■ Instructions for the task ■
I would like the number of lines in the data that contain the word "property". Please give that number alone.

(Provided records)

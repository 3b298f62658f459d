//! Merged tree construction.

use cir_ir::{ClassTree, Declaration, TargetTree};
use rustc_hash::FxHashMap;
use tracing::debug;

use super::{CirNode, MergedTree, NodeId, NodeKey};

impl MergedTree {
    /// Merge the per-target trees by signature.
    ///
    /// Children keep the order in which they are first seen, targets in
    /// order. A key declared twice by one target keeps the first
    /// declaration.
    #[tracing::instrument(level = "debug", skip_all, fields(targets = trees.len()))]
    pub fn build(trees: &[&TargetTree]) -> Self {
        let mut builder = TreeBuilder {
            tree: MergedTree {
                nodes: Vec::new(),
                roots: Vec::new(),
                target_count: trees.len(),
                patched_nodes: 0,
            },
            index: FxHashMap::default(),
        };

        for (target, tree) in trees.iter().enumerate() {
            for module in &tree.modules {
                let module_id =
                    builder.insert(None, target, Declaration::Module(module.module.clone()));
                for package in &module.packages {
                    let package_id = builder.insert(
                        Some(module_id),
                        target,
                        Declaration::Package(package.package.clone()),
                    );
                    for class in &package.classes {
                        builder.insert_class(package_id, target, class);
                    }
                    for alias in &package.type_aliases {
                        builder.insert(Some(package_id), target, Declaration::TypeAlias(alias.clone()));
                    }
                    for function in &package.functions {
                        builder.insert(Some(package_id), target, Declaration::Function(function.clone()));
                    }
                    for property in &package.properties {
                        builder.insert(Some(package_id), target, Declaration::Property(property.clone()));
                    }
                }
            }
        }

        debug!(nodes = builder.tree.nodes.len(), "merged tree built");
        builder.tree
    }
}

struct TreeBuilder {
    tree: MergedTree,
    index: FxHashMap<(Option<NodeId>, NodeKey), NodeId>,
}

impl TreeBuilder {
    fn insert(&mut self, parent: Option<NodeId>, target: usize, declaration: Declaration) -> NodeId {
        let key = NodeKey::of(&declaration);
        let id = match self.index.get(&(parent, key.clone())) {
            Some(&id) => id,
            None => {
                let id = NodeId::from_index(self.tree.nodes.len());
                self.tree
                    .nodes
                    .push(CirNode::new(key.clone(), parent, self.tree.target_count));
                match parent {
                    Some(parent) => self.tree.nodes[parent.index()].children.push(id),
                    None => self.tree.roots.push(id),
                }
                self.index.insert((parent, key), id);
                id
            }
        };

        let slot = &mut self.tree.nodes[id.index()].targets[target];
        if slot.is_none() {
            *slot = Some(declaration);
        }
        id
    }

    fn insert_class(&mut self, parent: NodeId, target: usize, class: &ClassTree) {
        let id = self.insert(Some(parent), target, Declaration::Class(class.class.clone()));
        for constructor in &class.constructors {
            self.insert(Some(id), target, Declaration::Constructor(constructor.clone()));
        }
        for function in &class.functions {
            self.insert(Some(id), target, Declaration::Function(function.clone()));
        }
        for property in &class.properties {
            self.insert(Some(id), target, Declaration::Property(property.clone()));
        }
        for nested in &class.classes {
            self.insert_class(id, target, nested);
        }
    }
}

(End Provided records)
(Provided records)

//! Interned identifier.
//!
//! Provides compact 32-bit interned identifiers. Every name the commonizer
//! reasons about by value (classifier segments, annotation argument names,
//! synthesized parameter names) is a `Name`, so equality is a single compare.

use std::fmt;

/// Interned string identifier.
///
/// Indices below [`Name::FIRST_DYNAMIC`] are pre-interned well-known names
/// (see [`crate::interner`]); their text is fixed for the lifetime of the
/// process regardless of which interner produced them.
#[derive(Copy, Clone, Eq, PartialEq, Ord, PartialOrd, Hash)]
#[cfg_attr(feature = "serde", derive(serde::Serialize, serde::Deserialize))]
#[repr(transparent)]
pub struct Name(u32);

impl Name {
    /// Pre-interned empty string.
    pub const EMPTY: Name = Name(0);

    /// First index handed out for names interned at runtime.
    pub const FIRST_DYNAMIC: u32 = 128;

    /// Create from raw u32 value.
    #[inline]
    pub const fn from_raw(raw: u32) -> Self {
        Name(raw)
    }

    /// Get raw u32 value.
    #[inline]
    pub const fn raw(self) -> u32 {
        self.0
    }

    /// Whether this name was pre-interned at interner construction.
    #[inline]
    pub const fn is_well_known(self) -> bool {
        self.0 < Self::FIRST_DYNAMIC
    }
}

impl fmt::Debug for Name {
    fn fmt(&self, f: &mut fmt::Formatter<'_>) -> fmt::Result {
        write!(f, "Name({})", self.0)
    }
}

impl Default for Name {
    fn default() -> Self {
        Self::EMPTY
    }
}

(End Provided records)
(Provided records)

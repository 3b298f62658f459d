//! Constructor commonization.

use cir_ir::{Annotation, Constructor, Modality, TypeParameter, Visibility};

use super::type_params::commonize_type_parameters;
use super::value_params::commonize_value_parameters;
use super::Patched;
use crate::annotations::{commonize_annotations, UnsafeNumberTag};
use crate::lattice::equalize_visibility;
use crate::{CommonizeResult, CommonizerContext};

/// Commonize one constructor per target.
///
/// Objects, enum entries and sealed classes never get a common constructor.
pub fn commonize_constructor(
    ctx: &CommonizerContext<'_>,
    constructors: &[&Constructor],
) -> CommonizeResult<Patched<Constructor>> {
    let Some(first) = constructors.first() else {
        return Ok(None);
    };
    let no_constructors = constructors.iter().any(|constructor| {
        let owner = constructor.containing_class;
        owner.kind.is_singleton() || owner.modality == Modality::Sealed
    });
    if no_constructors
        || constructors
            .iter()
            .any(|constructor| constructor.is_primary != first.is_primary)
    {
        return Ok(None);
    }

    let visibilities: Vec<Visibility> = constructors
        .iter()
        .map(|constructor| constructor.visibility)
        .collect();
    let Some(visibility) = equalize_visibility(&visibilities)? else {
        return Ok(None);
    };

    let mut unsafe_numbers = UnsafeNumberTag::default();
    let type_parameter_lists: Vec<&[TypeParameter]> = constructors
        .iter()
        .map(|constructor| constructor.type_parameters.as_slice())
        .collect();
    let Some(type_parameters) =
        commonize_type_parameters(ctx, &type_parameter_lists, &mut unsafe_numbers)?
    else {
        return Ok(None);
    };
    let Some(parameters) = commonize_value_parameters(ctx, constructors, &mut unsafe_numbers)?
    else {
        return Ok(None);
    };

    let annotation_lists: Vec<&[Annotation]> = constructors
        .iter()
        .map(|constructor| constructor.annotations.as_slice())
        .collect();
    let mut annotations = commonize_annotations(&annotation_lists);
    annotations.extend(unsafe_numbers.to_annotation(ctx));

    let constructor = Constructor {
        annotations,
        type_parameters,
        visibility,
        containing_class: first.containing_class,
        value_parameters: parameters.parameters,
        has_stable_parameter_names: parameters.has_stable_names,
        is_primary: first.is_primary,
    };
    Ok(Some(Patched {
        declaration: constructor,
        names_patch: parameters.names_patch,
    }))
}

(End Provided records)

■ Solution to the problem ■
4